***** RECORDS FOR THIS EXERCISE *****
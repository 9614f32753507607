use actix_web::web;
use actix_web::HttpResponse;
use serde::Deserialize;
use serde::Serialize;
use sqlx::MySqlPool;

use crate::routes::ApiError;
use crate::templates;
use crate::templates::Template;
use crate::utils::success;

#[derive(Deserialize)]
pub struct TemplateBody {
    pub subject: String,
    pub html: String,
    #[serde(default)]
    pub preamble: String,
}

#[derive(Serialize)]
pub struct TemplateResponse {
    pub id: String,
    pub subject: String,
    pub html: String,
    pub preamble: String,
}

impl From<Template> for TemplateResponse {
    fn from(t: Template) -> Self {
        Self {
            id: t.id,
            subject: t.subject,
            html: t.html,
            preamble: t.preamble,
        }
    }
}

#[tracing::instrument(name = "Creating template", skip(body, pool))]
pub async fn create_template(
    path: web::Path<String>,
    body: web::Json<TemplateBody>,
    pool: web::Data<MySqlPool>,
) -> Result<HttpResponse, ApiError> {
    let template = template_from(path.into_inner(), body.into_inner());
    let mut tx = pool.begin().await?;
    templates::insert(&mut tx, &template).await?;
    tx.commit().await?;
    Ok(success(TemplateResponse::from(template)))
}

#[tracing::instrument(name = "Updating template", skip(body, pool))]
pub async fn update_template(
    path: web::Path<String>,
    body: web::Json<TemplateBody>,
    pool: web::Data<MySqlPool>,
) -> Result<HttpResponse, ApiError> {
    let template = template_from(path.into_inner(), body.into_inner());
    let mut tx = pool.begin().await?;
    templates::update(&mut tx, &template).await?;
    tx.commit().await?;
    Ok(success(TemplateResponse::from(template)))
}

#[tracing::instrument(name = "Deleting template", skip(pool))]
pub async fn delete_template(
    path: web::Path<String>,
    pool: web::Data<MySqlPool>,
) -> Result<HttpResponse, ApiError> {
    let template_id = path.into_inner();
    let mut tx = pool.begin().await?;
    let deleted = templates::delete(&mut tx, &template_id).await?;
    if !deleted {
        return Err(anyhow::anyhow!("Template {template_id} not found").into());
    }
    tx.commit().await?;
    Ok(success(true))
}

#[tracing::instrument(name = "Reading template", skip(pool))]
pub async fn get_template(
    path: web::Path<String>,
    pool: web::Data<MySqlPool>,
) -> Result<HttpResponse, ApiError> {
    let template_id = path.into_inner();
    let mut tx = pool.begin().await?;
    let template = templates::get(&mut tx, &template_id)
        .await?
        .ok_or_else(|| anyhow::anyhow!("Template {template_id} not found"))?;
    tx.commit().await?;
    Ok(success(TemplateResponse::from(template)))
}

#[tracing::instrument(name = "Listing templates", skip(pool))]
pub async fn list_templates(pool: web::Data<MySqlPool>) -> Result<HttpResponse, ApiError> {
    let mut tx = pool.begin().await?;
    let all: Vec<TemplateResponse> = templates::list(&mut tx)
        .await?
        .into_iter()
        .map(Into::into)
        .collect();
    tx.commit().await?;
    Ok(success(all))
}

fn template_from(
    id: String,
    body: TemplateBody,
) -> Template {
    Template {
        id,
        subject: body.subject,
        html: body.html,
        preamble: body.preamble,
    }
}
*****
-- THE TASK --
Output the first line of the entries above and every line after it, exactly as written, ending with the line that contains "use crate::utils::success;".

-- RESULT OF THE EXERCISE --
repository 9614f32753507607
use actix_web::web;
use actix_web::HttpResponse;
use serde::Deserialize;
use serde::Serialize;
use sqlx::MySqlPool;

use crate::routes::ApiError;
use crate::templates;
use crate::templates::Template;
use crate::utils::success;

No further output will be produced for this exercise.